A ideia das portas do parque nacional não é apenas controlar os fluxos mais maciços de visitantes, mas dar informações a quem chega. Por isso, cada uma das estruturas tem um tema de base. No caso do Mezio é a Biodiversidade, que dá o mote a uma área de cinco hectares com vários equipamentos. O espaço central, que corresponde a um antigo viveiro florestal, tem hortos com as principais espécies vegetais do PNPG e esculturas de dez das espécies animais que vivem na área.

O investimento da Câmara de Arcos de Valdevez - que ascende a dois milhões de euros - criou também estruturas destinadas a acolher a delegação da direcção do PNPG, mas que continua vazia e sem indicações de quando possa vir a ter uso. Junto à porta funciona também um núcleo museológico dedicado ao megalítico, que está perto do complexo de mamoas e gravuras rupestres existente na mesma área de entrada do parque nacional.

A porta do Mezio já está a funcionar desde 2009, mas só agora o projecto está totalmente concluído. Mesmo sem estar a funcionar a 100%, a estrutura tem aumentado o número de visitantes de ano para ano e já recebeu 46.459 pessoas. No próximo dia 11 de Julho, a inauguração oficial do equipamento fecha praticamente o ciclo das portas do PNPG. O único revés no projecto tem a ver com a porta de Paradela, em Montalegre. Inaugurada em 2010, não está a funcionar, pelo que a recepção aos visitantes no único concelho do distrito de Vila Real que faz parte do PNPG é feita no Ecomuseu do Barroso.

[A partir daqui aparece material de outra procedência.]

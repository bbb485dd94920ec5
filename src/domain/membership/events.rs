//! Membership lifecycle events.
//!
//! - `JoinRequested` - Student asked to join a club
//! - `JoinRequestApproved` - Request approved, membership created
//! - `JoinRequestRejected` - Request rejected
//! - `MemberRoleChanged` - Member's role replaced
//! - `MemberRemoved` - Membership deleted

use serde::{Deserialize, Serialize};

use crate::domain::club::MemberRole;
use crate::domain::foundation::{domain_event, ClubId, EventId, JoinRequestId, Timestamp, UserId};

// ════════════════════════════════════════════════════════════════════════════
// JoinRequested
// ════════════════════════════════════════════════════════════════════════════

#[derive(Debug, Clone, Serialize, Deserialize)]
pub struct JoinRequested {
    pub event_id: EventId,
    pub request_id: JoinRequestId,
    pub user_id: UserId,
    pub club_id: ClubId,
    pub requested_at: Timestamp,
}

domain_event!(
    JoinRequested,
    event_type = "join_request.created.v1",
    schema_version = 1,
    aggregate_id = request_id,
    aggregate_type = "JoinRequest",
    occurred_at = requested_at,
    event_id = event_id
);

// ════════════════════════════════════════════════════════════════════════════
// JoinRequestApproved
// ════════════════════════════════════════════════════════════════════════════

/// Published when a coordinator approves a request. The membership exists
/// from this point on.
#[derive(Debug, Clone, Serialize, Deserialize)]
pub struct JoinRequestApproved {
    pub event_id: EventId,
    pub request_id: JoinRequestId,
    pub user_id: UserId,
    pub club_id: ClubId,
    pub assigned_role: MemberRole,
    pub responded_by: UserId,
    pub approved_at: Timestamp,
}

domain_event!(
    JoinRequestApproved,
    event_type = "join_request.approved.v1",
    schema_version = 1,
    aggregate_id = request_id,
    aggregate_type = "JoinRequest",
    occurred_at = approved_at,
    event_id = event_id
);

// ════════════════════════════════════════════════════════════════════════════
// JoinRequestRejected
// ════════════════════════════════════════════════════════════════════════════

#[derive(Debug, Clone, Serialize, Deserialize)]
pub struct JoinRequestRejected {
    pub event_id: EventId,
    pub request_id: JoinRequestId,
    pub user_id: UserId,
    pub club_id: ClubId,
    pub responded_by: UserId,
    pub rejected_at: Timestamp,
}

domain_event!(
    JoinRequestRejected,
    event_type = "join_request.rejected.v1",
    schema_version = 1,
    aggregate_id = request_id,
    aggregate_type = "JoinRequest",
    occurred_at = rejected_at,
    event_id = event_id
);

// ════════════════════════════════════════════════════════════════════════════
// MemberRoleChanged
// ════════════════════════════════════════════════════════════════════════════

#[derive(Debug, Clone, Serialize, Deserialize)]
pub struct MemberRoleChanged {
    pub event_id: EventId,
    pub user_id: UserId,
    pub club_id: ClubId,
    pub old_role: MemberRole,
    pub new_role: MemberRole,
    pub changed_by: UserId,
    pub changed_at: Timestamp,
}

domain_event!(
    MemberRoleChanged,
    event_type = "membership.role_changed.v1",
    schema_version = 1,
    aggregate_id = club_id,
    aggregate_type = "Club",
    occurred_at = changed_at,
    event_id = event_id
);

// ════════════════════════════════════════════════════════════════════════════
// MemberRemoved
// ════════════════════════════════════════════════════════════════════════════

#[derive(Debug, Clone, Serialize, Deserialize)]
pub struct MemberRemoved {
    pub event_id: EventId,
    pub user_id: UserId,
    pub club_id: ClubId,
    pub removed_by: UserId,
    pub removed_at: Timestamp,
}

domain_event!(
    MemberRemoved,
    event_type = "membership.removed.v1",
    schema_version = 1,
    aggregate_id = club_id,
    aggregate_type = "Club",
    occurred_at = removed_at,
    event_id = event_id
);

#[cfg(test)]
mod tests {
    use super::*;
    use crate::domain::club::BaseRole;
    use crate::domain::foundation::SerializableDomainEvent;

    #[test]
    fn approval_payload_carries_stored_role_string() {
        let event = JoinRequestApproved {
            event_id: EventId::new(),
            request_id: JoinRequestId::new("r1").unwrap(),
            user_id: UserId::new("3").unwrap(),
            club_id: ClubId::new("1").unwrap(),
            assigned_role: BaseRole::Secretary.into(),
            responded_by: UserId::new("2").unwrap(),
            approved_at: Timestamp::now(),
        };
        let envelope = event.to_envelope().unwrap();
        assert_eq!(envelope.event_type, "join_request.approved.v1");
        assert_eq!(envelope.aggregate_id, "r1");
        assert_eq!(envelope.payload["assigned_role"], "secretary");
    }
}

Apesar de ter quatro décadas, a ideia só começou a avançar já neste século. A primeira porta a abrir ao público foi a de Lamas de Mouro (Melgaço), onde, desde 2004, já passaram 18 mil pessoas. Dois anos depois, abriu ao público a de Campo do Gerês, em Terras de Bouro, uma das mais procuradas. O facto de acolher também o Museu Etnográfico de Vilarinho da Furna (aldeia submersa pela albufeira da barragem homónima) tem valido especial atenção dos utilizadores. Mais de 80 mil pessoas passaram ali desde a sua abertura.

A mais recente das entradas do parque começou a funcionar em 2008, no concelho de Ponte da Barca. A estrutura está instalada no Castelo de Lindoso, a três quilómetros da fronteira espanhola, e é a única porta transfronteiriça do PNPG, permitindo a ligação entre a área protegida portuguesa e o Parque Natural Baixa Limia/Serra do Xurés, criado em 1992.

A fortificação beneficiou de obras, o que permitiu criar um núcleo museológico militar, lembrando o tempo em que aquele castelo foi um importante reduto de defesa da fronteira. No interior da muralha existirá um núcleo explicativo das características de fauna e flora do parque, bem como do património histórico do concelho. Do lado de fora, junto do maior conjunto de espigueiros de Portugal, estará a porta do parque, com uma loja de produtos locais, um pequeno auditório e o espaço de recepção dos visitantes do PNPG.